Cuenta Petronio que en la Roma de Nerón había un esclavo que
daba tan buenos consejos de negocios a su amo que éste decidió premiarlo con la
libertad. El liberto, llamado Trimalción, siguió haciendo buenos negocios por
las suyas y se enriqueció de tal manera que lo celebró con un banquete al cual
invitó a todos los amigos de su viejo amo ya muerto. La mitad no lo conocía,
pero acudió igual. El banquete fue fastuoso, orgiástico, incluso para los
parámetros de la Roma de Nerón. A lo largo de la noche los invitados fueron
dando rienda suelta a su envidia hasta terminar destrozando todo y prendiéndole
fuego la casa. Entre las ruinas se encontró el cuerpo exánime de Trimalción.
Saltemos ahora diecinueve siglos, hasta el año 1922. James
Joyce acaba de publicar su Ulises, nadie habla de otro libro: para algunos
resume veinte siglos de cultura occidental, para otros los dinamita. En la
Riviera francesa, Francis Scott Fitzgerald tiene un ejemplar del Ulises sobre
su escritorio, pero carece de tiempo o de paciencia para leerlo: él mismo está
terminando una novela que aspira que sea, para América, lo que era el Ulises
para Europa, su celebración y su derrumbe. La novela es, por supuesto, El gran
Gatsby. Pero Fitzgerald le anuncia por carta a su editor que quiere llamarla
Trimalción.
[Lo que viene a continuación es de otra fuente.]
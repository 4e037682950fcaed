//! In-process scheduler for `taskchain` pipelines.
//!
//! This crate implements the [`taskchain::Scheduler`] contract on top of the
//! tokio runtime. Every accepted run is driven by its own spawned task;
//! stages run in dependency order, stages in the same dependency layer run
//! concurrently, and every state change is published to the observable
//! work info views.
//!
//! # Overview
//!
//! A task progresses through the state machine
//! (`enqueued` -> `blocked` <-> `running` -> `succeeded`/`failed`/`cancelled`).
//! It sits in `blocked` while its constraints are unmet according to the
//! [`ConstraintMonitor`]; losing a constraint mid-run interrupts the stage
//! and sends it back to `blocked`. A failed stage fails every stage
//! downstream of it.
//!
//! # Module Organization
//!
//! - [`scheduler`] - [`InMemoryScheduler`], the [`taskchain::Scheduler`] implementation
//! - [`store`] - Thread-safe work info records and their live views
//! - [`monitor`] - Observable device state for constraint evaluation

mod engine;
pub mod monitor;
pub mod scheduler;
pub mod store;

// Re-exports for ergonomic access
pub use monitor::ConstraintMonitor;
pub use scheduler::InMemoryScheduler;
pub use store::WorkInfoStore;
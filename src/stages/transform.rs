//! Gaussian blur over encoded images.

use std::io::Cursor;

use image::{GrayImage, ImageFormat, RgbaImage};

use super::collaborators::ImageTransform;
use crate::worker::StageError;

/// Blurs every RGBA channel with a Gaussian of standard deviation `sigma`
/// and re-encodes the result as PNG.
///
/// Non-positive sigma values re-encode the image unchanged.
#[derive(Debug, Clone, Copy, PartialEq)]
pub struct GaussianBlur {
    sigma: f32,
}

impl GaussianBlur {
    /// Creates the transform.
    pub fn new(sigma: f32) -> Self {
        Self { sigma }
    }

    /// The configured sigma.
    pub fn sigma(&self) -> f32 {
        self.sigma
    }
}

impl ImageTransform for GaussianBlur {
    fn apply(&self, bytes: &[u8]) -> Result<Vec<u8>, StageError> {
        if bytes.is_empty() {
            return Err(StageError::Transform("empty image".to_string()));
        }
        let decoded = image::load_from_memory(bytes)
            .map_err(|e| StageError::Transform(format!("decode failed: {e}")))?;
        let blurred = blur_rgba(&decoded.to_rgba8(), self.sigma);

        let mut out = Cursor::new(Vec::new());
        blurred
            .write_to(&mut out, ImageFormat::Png)
            .map_err(|e| StageError::Transform(format!("encode failed: {e}")))?;
        Ok(out.into_inner())
    }
}

/// `gaussian_blur_f32` works on single-channel images, so each channel is
/// split out, blurred and reassembled.
fn blur_rgba(image: &RgbaImage, sigma: f32) -> RgbaImage {
    if sigma <= 0.0 {
        return image.clone();
    }

    let (w, h) = (image.width(), image.height());
    let channels: [GrayImage; 4] = std::array::from_fn(|c| {
        GrayImage::from_fn(w, h, |x, y| image::Luma([image.get_pixel(x, y).0[c]]))
    });
    let blurred: [GrayImage; 4] =
        std::array::from_fn(|c| imageproc::filter::gaussian_blur_f32(&channels[c], sigma));

    RgbaImage::from_fn(w, h, |x, y| {
        image::Rgba(std::array::from_fn(|c| blurred[c].get_pixel(x, y).0[0]))
    })
}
La historia es conocida: Maxwell Perkins, el editor de Fitzgerald,
famoso por su paciencia y delicadeza de santo (y por haberse leído todos los
libros del mundo), fue convenciendo carta a carta al volátil Fitzgerald de
cambiarle el título y de hacer, además, ciertos toques en la novela que, según
la leyenda, la convirtieron en la obra maestra que es.